In ways good and bad, the think-piece economy rewards complicated things, especially when it comes to music. Think about the women in pop whose albums have been met favorably and feverishly on the web over the past year: Beyoncé all but redesigned the wheel for the spectacular release of her visual album and launched more than a thousand articles about how she's flipped the music industry model on its head; Lana Del Rey, who sang about domestic violence and the specter of death, bewildered feminists and left them debating her merits; FKA twigs has an identity and sound so enigmatic that none of the seemingly endless words spilled about them has yet to truly pierce the allure of her groundbreaking new album. It almost seems that the deluge of think pieces that now greet every musical release is leading some artists to try ever harder to surprise and experiment-you gotta give them something to talk about.
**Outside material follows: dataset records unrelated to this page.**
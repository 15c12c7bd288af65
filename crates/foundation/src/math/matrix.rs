//! Matrix helpers shared by the scene and GPU crates.
//!
//! All matrices are `glam` column-major values. Geometry payloads carry their
//! object matrix as 16 row-major floats, see [`mat4_from_row_major`].

use glam::{Mat3, Mat4, Vec3};

/// Interprets 16 floats as a row-major 4x4 matrix.
pub fn mat4_from_row_major(m: &[f32; 16]) -> Mat4 {
    Mat4::from_cols_array(m).transpose()
}

/// Upper-left 3x3 of `m` embedded in an otherwise identity matrix.
pub fn rotation_part(m: Mat4) -> Mat4 {
    Mat4::from_mat3(Mat3::from_mat4(m))
}

/// Inverse-transpose of the upper 3x3, used to transform normals.
///
/// Degenerate (non-invertible) inputs yield identity.
pub fn normal_matrix(model_view: Mat4) -> Mat3 {
    let m = Mat3::from_mat4(model_view);
    if m.determinant().abs() <= f32::EPSILON {
        return Mat3::IDENTITY;
    }
    m.inverse().transpose()
}

/// Rotation of `angle_rad` around the world X axis.
pub fn rotation_x(angle_rad: f32) -> Mat4 {
    Mat4::from_rotation_x(angle_rad)
}

/// Rotation of `angle_rad` around the world Y axis.
pub fn rotation_y(angle_rad: f32) -> Mat4 {
    Mat4::from_rotation_y(angle_rad)
}

pub fn translation(v: Vec3) -> Mat4 {
    Mat4::from_translation(v)
}

pub fn uniform_scale(s: f32) -> Mat4 {
    Mat4::from_scale(Vec3::splat(s))
}

pub fn approx_eq_mat4(a: Mat4, b: Mat4, eps: f32) -> bool {
    a.to_cols_array()
        .iter()
        .zip(b.to_cols_array().iter())
        .all(|(x, y)| (x - y).abs() <= eps)
}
But then comes Taylor Swift's new album, , a record so uncomplicated in its pursuit of pure joy that it's left listeners almost as confused by its sheer simplicity. Ease appears to be Taylor's radicalness, and 1989 is knowingly naive, an album that recognizes the age-old pleasures of pop, filled with Mad Libs of recognizable pop metaphors and clean catchy hooks.
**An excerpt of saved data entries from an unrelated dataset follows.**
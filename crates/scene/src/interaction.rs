use formats::LayerCamera;
use foundation::math::{Mat4, Vec3, Vec4, rotation_part, rotation_x, rotation_y, translation, uniform_scale};

use crate::camera::{vec3, view_matrix};

#[derive(Debug, Copy, Clone, PartialEq, Eq)]
pub enum MouseAction {
    Down,
    Move,
    Up,
    Wheel,
}

/// Pointer input in canvas pixels, y growing downwards. `delta` is only
/// meaningful for `Wheel` (positive scrolls away from the user).
#[derive(Debug, Copy, Clone, PartialEq)]
pub struct MouseEvent {
    pub action: MouseAction,
    pub button: u8,
    pub x: f64,
    pub y: f64,
    pub delta: f64,
}

#[derive(Debug, Copy, Clone, PartialEq)]
pub struct InteractionConfig {
    pub rotation_factor: f32,
    pub pan_factor: f32,
    pub zoom_factor: f32,
    pub min_scale: f32,
}

impl Default for InteractionConfig {
    fn default() -> Self {
        Self {
            rotation_factor: 1.0 / 50.0,
            pan_factor: 0.001,
            zoom_factor: 0.005,
            min_scale: 0.01,
        }
    }
}

/// Client-side manipulation of the world layer, expressed in camera space.
#[derive(Debug, Copy, Clone, PartialEq)]
pub struct UserTransform {
    pub translation: Vec3,
    pub scale: f32,
    pub rotation: Mat4,
}

impl Default for UserTransform {
    fn default() -> Self {
        Self {
            translation: Vec3::ZERO,
            scale: 1.0,
            rotation: Mat4::IDENTITY,
        }
    }
}

impl UserTransform {
    pub fn is_identity(&self) -> bool {
        *self == Self::default()
    }

    /// World-space transform applied to layer-0 objects before `view`.
    ///
    /// `(R⁻¹·T·R) · Tc · (R⁻¹·S·Ru·R) · T−c` where `R` is the rotation part of
    /// `view`: translation and rotation happen in camera space, scale and
    /// rotation pivot around the scene center.
    pub fn world_matrix(&self, view: Mat4, center: Vec3) -> Mat4 {
        let r = rotation_part(view);
        let r_inv = r.transpose();
        let camera_translation = r_inv * translation(self.translation) * r;
        let camera_rotation = r_inv * uniform_scale(self.scale) * self.rotation * r;
        camera_translation * translation(center) * camera_rotation * translation(-center)
    }
}

/// Camera pose in world coordinates, as pushed back with `updateCamera`.
#[derive(Debug, Copy, Clone, PartialEq)]
pub struct CameraPose {
    pub focal_point: [f64; 3],
    pub view_up: [f64; 3],
    pub eye: [f64; 3],
}

#[derive(Debug, Copy, Clone, PartialEq, Eq)]
pub enum InteractionOutcome {
    Unchanged,
    Updated,
    DragEnded,
}

#[derive(Debug, Copy, Clone)]
struct Drag {
    button: u8,
    last: (f64, f64),
    moved: bool,
}

/// Mouse drag/wheel state machine over a [`UserTransform`].
///
/// Button 0 rotates, button 1 pans, any other button zooms with vertical
/// motion, the wheel zooms. No inertia: the transform only changes on input.
#[derive(Debug, Clone)]
pub struct InteractionController {
    config: InteractionConfig,
    transform: UserTransform,
    drag: Option<Drag>,
}

impl InteractionController {
    pub fn new(config: InteractionConfig) -> Self {
        Self {
            config,
            transform: UserTransform::default(),
            drag: None,
        }
    }

    pub fn transform(&self) -> &UserTransform {
        &self.transform
    }

    pub fn is_dragging(&self) -> bool {
        self.drag.is_some()
    }

    /// Back to identity; used when the server moves the world camera.
    pub fn reset(&mut self) {
        self.transform = UserTransform::default();
    }

    /// `depth` is the eye-to-focal distance of the world camera; pans scale
    /// with it so a pixel of motion covers a similar screen distance at any zoom.
    pub fn handle(&mut self, event: MouseEvent, depth: f32) -> InteractionOutcome {
        match event.action {
            MouseAction::Down => {
                self.drag = Some(Drag {
                    button: event.button,
                    last: (event.x, event.y),
                    moved: false,
                });
                InteractionOutcome::Unchanged
            }
            MouseAction::Move => {
                let Some(drag) = self.drag.as_mut() else {
                    return InteractionOutcome::Unchanged;
                };
                let dx = (event.x - drag.last.0) as f32;
                let dy = (event.y - drag.last.1) as f32;
                drag.last = (event.x, event.y);
                if dx == 0.0 && dy == 0.0 {
                    return InteractionOutcome::Unchanged;
                }
                drag.moved = true;
                let button = drag.button;
                match button {
                    0 => self.rotate(dx, dy),
                    1 => self.pan(dx, dy, depth),
                    _ => self.zoom(-dy),
                }
                InteractionOutcome::Updated
            }
            MouseAction::Up => match self.drag.take() {
                Some(drag) if drag.moved => InteractionOutcome::DragEnded,
                _ => InteractionOutcome::Unchanged,
            },
            MouseAction::Wheel => {
                if event.delta == 0.0 {
                    return InteractionOutcome::Unchanged;
                }
                self.zoom(-(event.delta as f32));
                InteractionOutcome::Updated
            }
        }
    }

    fn rotate(&mut self, dx: f32, dy: f32) {
        let f = self.config.rotation_factor;
        self.transform.rotation = rotation_y(dx * f) * rotation_x(dy * f) * self.transform.rotation;
    }

    fn pan(&mut self, dx: f32, dy: f32, depth: f32) {
        let k = self.config.pan_factor * depth.max(f32::EPSILON) / self.transform.scale;
        self.transform.translation += Vec3::new(dx * k, -dy * k, 0.0);
    }

    fn zoom(&mut self, amount: f32) {
        let scaled = self.transform.scale * (amount * self.config.zoom_factor).exp();
        self.transform.scale = scaled.max(self.config.min_scale);
    }

    /// World camera pose equivalent to viewing the untransformed scene
    /// through `camera` with the current user transform applied.
    pub fn effective_camera(&self, camera: &LayerCamera, center: [f64; 3]) -> CameraPose {
        let view = view_matrix(camera);
        let world = self.transform.world_matrix(view, vec3(center));
        let inv = (view * world).inverse();

        let depth = camera.depth() as f32;
        let eye = inv * Vec4::new(0.0, 0.0, 0.0, 1.0);
        let focal = inv * Vec4::new(0.0, 0.0, -depth, 1.0);
        let up = (inv * Vec4::new(0.0, 1.0, 0.0, 0.0)).truncate().normalize_or_zero();

        let arr = |v: Vec3| [f64::from(v.x), f64::from(v.y), f64::from(v.z)];
        CameraPose {
            focal_point: arr(focal.truncate() / focal.w),
            view_up: arr(up),
            eye: arr(eye.truncate() / eye.w),
        }
    }
}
Sure, nothing is 100 percent simple, and as one of the most popular artists of the moment, Swift's music is worthy of unpacking whether she's intentionally stoking it or not. The single 'Welcome to New York' has already been called out for its cupcake-y invitation to gentrify, and the video for 'Shake It Off' elicited a healthy amount of criticism for the racial stereotypes it seems to promote. Mostly, though, the thing about 1989 that's inspired the strongest reaction is the total absence of any remnant of her country roots: she's shed the twang, the very thing that once set her apart in a sea of Katys and Gagas, for a more relatable lyricism and choice of song subjects. Almost all of the idiosyncrasies that once made Taylor so different from everyone else, the odd kind of self-effacing writing that characterized clever songs like 'The Story of Us' and 'We Are Never Ever Getting Back Together,' are softened and filtered through a Hipstamatic lens.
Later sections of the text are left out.